Islam possesses within itself the internal mechanism to bring back spiritual and intellectual clarity through the agency of Prophetic successors – guided leaders (al-a’immat al-rashidin), spiritual guides (al-hudah), scholars (al-‘ulama), saints (al-awliya’), and pious people (al-salihin) – who continuously restate and defend the tenets of the religion through the strength of their innermost secret as well as the traditional framework of conveying true report (khabr sadiq).
In today’s context, we may rest assured the awesome power of the human mind will continually conceive new technologies. However, protecting individual privacy and security remains a formidable challenge in a so-called post-truth world, where the real problem actually could come from truth deficit reflective of society’s moral and spiritual devolution.

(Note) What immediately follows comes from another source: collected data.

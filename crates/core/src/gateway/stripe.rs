use std::collections::HashMap;

use async_trait::async_trait;
use chrono::DateTime;
use stripe::{
    Account, AccountId, AccountLink, AccountLinkType, AccountType, CheckoutSession,
    CheckoutSessionMode, Client, CreateAccount, CreateAccountCapabilities,
    CreateAccountCapabilitiesTransfers, CreateAccountLink, CreateCheckoutSession,
    CreateCheckoutSessionLineItems, CreateCustomer, CreatePaymentIntent, CreateRefund,
    CreateTransfer, Currency, Customer, CustomerId, PaymentIntent, PaymentIntentId, Refund,
    Subscription, SubscriptionId, Transfer, UpdateSubscription,
};

use super::{
    CheckoutMode, CheckoutParams, GatewayAccount, GatewayCheckout, GatewayIntent, GatewayRefund,
    GatewaySubscription, GatewayTransfer, PaymentGateway,
};
use crate::error::CoreError;

#[derive(Clone)]
pub struct StripeConfig {
    pub secret_key: String,
    pub webhook_secret: String,
    pub connect_refresh_url: String,
    pub connect_return_url: String,
}

pub struct StripeGateway {
    client: Client,
    config: StripeConfig,
}

impl StripeGateway {
    pub fn new(config: StripeConfig) -> Self {
        let client = Client::new(config.secret_key.clone());
        Self { client, config }
    }

    pub fn webhook_secret(&self) -> &str {
        &self.config.webhook_secret
    }

    fn intent_view(intent: PaymentIntent) -> GatewayIntent {
        GatewayIntent {
            id: intent.id.to_string(),
            client_secret: intent.client_secret,
            status: intent.status.as_str().to_string(),
            amount_cents: intent.amount,
            metadata: intent.metadata,
        }
    }

    /// Flattens the gateway object into the fields the marketplace tracks.
    /// The webhook path reuses this for subscription objects arriving in
    /// events.
    pub fn subscription_view(sub: Subscription) -> GatewaySubscription {
        let price_id = sub
            .items
            .data
            .first()
            .and_then(|item| item.price.as_ref())
            .map(|price| price.id.to_string());
        GatewaySubscription {
            id: sub.id.to_string(),
            customer_id: sub.customer.id().to_string(),
            status: sub.status.as_str().to_string(),
            price_id,
            current_period_start: DateTime::from_timestamp(sub.current_period_start, 0),
            current_period_end: DateTime::from_timestamp(sub.current_period_end, 0),
            trial_start: sub.trial_start.and_then(|ts| DateTime::from_timestamp(ts, 0)),
            trial_end: sub.trial_end.and_then(|ts| DateTime::from_timestamp(ts, 0)),
            cancel_at_period_end: sub.cancel_at_period_end,
        }
    }
}

#[async_trait]
impl PaymentGateway for StripeGateway {
    fn name(&self) -> &'static str {
        "stripe"
    }

    async fn create_payment_intent(
        &self,
        amount_cents: i64,
        currency: &str,
        metadata: HashMap<String, String>,
    ) -> Result<GatewayIntent, CoreError> {
        let currency = currency
            .parse::<Currency>()
            .map_err(|e| CoreError::validation(format!("unsupported currency {currency}: {e}")))?;
        let mut params = CreatePaymentIntent::new(amount_cents, currency);
        params.payment_method_types = Some(vec!["card".to_string()]);
        params.metadata = Some(metadata);

        let intent = PaymentIntent::create(&self.client, params)
            .await
            .map_err(|e| CoreError::gateway(format!("create payment intent: {e}")))?;
        Ok(Self::intent_view(intent))
    }

    async fn retrieve_payment_intent(&self, intent_id: &str) -> Result<GatewayIntent, CoreError> {
        let id = intent_id
            .parse::<PaymentIntentId>()
            .map_err(|e| CoreError::gateway(format!("malformed payment intent id {intent_id}: {e}")))?;
        let intent = PaymentIntent::retrieve(&self.client, &id, &[])
            .await
            .map_err(|e| CoreError::gateway(format!("retrieve payment intent: {e}")))?;
        Ok(Self::intent_view(intent))
    }

    async fn refund_payment(&self, intent_id: &str) -> Result<GatewayRefund, CoreError> {
        let id = intent_id
            .parse::<PaymentIntentId>()
            .map_err(|e| CoreError::gateway(format!("malformed payment intent id {intent_id}: {e}")))?;
        let refund = Refund::create(
            &self.client,
            CreateRefund {
                payment_intent: Some(id),
                ..Default::default()
            },
        )
        .await
        .map_err(|e| CoreError::gateway(format!("create refund: {e}")))?;
        Ok(GatewayRefund {
            id: refund.id.to_string(),
            status: refund
                .status
                .map(|s| s.as_str().to_string())
                .unwrap_or_else(|| "unknown".to_string()),
        })
    }

    async fn create_transfer(
        &self,
        amount_cents: i64,
        destination_account: &str,
    ) -> Result<GatewayTransfer, CoreError> {
        let mut params = CreateTransfer::new(Currency::USD, destination_account.to_string());
        params.amount = Some(amount_cents);
        let transfer = Transfer::create(&self.client, params)
            .await
            .map_err(|e| CoreError::gateway(format!("create transfer: {e}")))?;
        Ok(GatewayTransfer {
            id: transfer.id.to_string(),
        })
    }

    async fn create_customer(&self, email: &str, name: &str) -> Result<String, CoreError> {
        let customer = Customer::create(
            &self.client,
            CreateCustomer {
                email: Some(email),
                name: Some(name),
                ..Default::default()
            },
        )
        .await
        .map_err(|e| CoreError::gateway(format!("create customer: {e}")))?;
        Ok(customer.id.to_string())
    }

    async fn create_checkout_session(
        &self,
        params: CheckoutParams,
    ) -> Result<GatewayCheckout, CoreError> {
        let customer = params
            .customer_id
            .as_deref()
            .map(|id| id.parse::<CustomerId>())
            .transpose()
            .map_err(|e| CoreError::gateway(format!("malformed customer id: {e}")))?;
        let mode = match params.mode {
            CheckoutMode::Payment => CheckoutSessionMode::Payment,
            CheckoutMode::Subscription => CheckoutSessionMode::Subscription,
        };

        let session_params = CreateCheckoutSession {
            customer,
            customer_email: params.customer_email.as_deref(),
            client_reference_id: params.client_reference_id.as_deref(),
            line_items: Some(vec![CreateCheckoutSessionLineItems {
                price: Some(params.price_id.clone()),
                quantity: Some(1),
                ..Default::default()
            }]),
            mode: Some(mode),
            success_url: Some(&params.success_url),
            cancel_url: Some(&params.cancel_url),
            metadata: Some(params.metadata.clone()),
            allow_promotion_codes: Some(params.allow_promotion_codes),
            ..Default::default()
        };
        let session = CheckoutSession::create(&self.client, session_params)
            .await
            .map_err(|e| CoreError::gateway(format!("create checkout session: {e}")))?;
        Ok(GatewayCheckout {
            id: session.id.to_string(),
            url: session.url,
        })
    }

    async fn retrieve_subscription(
        &self,
        subscription_id: &str,
    ) -> Result<GatewaySubscription, CoreError> {
        let id = subscription_id
            .parse::<SubscriptionId>()
            .map_err(|e| CoreError::gateway(format!("malformed subscription id {subscription_id}: {e}")))?;
        let sub = Subscription::retrieve(&self.client, &id, &[])
            .await
            .map_err(|e| CoreError::gateway(format!("retrieve subscription: {e}")))?;
        Ok(Self::subscription_view(sub))
    }

    async fn set_cancel_at_period_end(
        &self,
        subscription_id: &str,
        cancel: bool,
    ) -> Result<GatewaySubscription, CoreError> {
        let id = subscription_id
            .parse::<SubscriptionId>()
            .map_err(|e| CoreError::gateway(format!("malformed subscription id {subscription_id}: {e}")))?;
        let sub = Subscription::update(
            &self.client,
            &id,
            UpdateSubscription {
                cancel_at_period_end: Some(cancel),
                ..Default::default()
            },
        )
        .await
        .map_err(|e| CoreError::gateway(format!("update subscription: {e}")))?;
        Ok(Self::subscription_view(sub))
    }

    async fn create_connect_account(&self, email: &str) -> Result<String, CoreError> {
        let account = Account::create(
            &self.client,
            CreateAccount {
                type_: Some(AccountType::Express),
                email: Some(email),
                capabilities: Some(CreateAccountCapabilities {
                    transfers: Some(CreateAccountCapabilitiesTransfers {
                        requested: Some(true),
                    }),
                    ..Default::default()
                }),
                ..Default::default()
            },
        )
        .await
        .map_err(|e| CoreError::gateway(format!("create connect account: {e}")))?;
        Ok(account.id.to_string())
    }

    async fn create_account_link(&self, account_id: &str) -> Result<String, CoreError> {
        let id = account_id
            .parse::<AccountId>()
            .map_err(|e| CoreError::gateway(format!("malformed account id {account_id}: {e}")))?;
        let mut params = CreateAccountLink::new(id, AccountLinkType::AccountOnboarding);
        params.refresh_url = Some(&self.config.connect_refresh_url);
        params.return_url = Some(&self.config.connect_return_url);
        let link = AccountLink::create(&self.client, params)
            .await
            .map_err(|e| CoreError::gateway(format!("create account link: {e}")))?;
        Ok(link.url)
    }

    async fn retrieve_account(&self, account_id: &str) -> Result<GatewayAccount, CoreError> {
        let id = account_id
            .parse::<AccountId>()
            .map_err(|e| CoreError::gateway(format!("malformed account id {account_id}: {e}")))?;
        let account = Account::retrieve(&self.client, &id, &[])
            .await
            .map_err(|e| CoreError::gateway(format!("retrieve account: {e}")))?;
        Ok(GatewayAccount {
            id: account.id.to_string(),
            payouts_enabled: account.payouts_enabled.unwrap_or(false),
        })
    }
}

Despite its promises of technological convergence, the discourse on the the ethical dimension of 4IR remains much to be desired. The lack of emphasis on the ethical education of man means information and knowledge would continue to be under the risk of being distorted.
Obfuscation of truth impacts on the ability to regulate, administer, and govern affairs properly. Consequently, it disrupts the ability to dispense justice and maintain the orderliness of people’s affairs.
For example, the idea that a rival’s military intelligence could breach a country’s electronic voting systems introduces the possibility that an entire nation may lose a war without the first shot being fired. Already nations with enormous population like China – in ensuring peace and security – are resorting to strict measures by blocking social media platforms and instant-messaging services especially those whose servers are based abroad.
Additionally, there exists a paradox of the mind that is constantly being distracted by even something called ‘edutainment’; as the presence of mind needed to govern information becomes diminished, so does its ability to govern the human self. How then is it expected to govern others?
Herein lies the danger of rushing headlong into an elaborate scheme that has yet to address the overwhelming of our limited human analytical capabilities by technology’s unprecedented exponentially-increasing ability to capture exabytes of data.
Regulators, policymakers, and legislators are finding it hard to cope and adapt to these changes. We need to ensure that our insights would not suffer the kind of epistemological scaffolding that obscures the truth.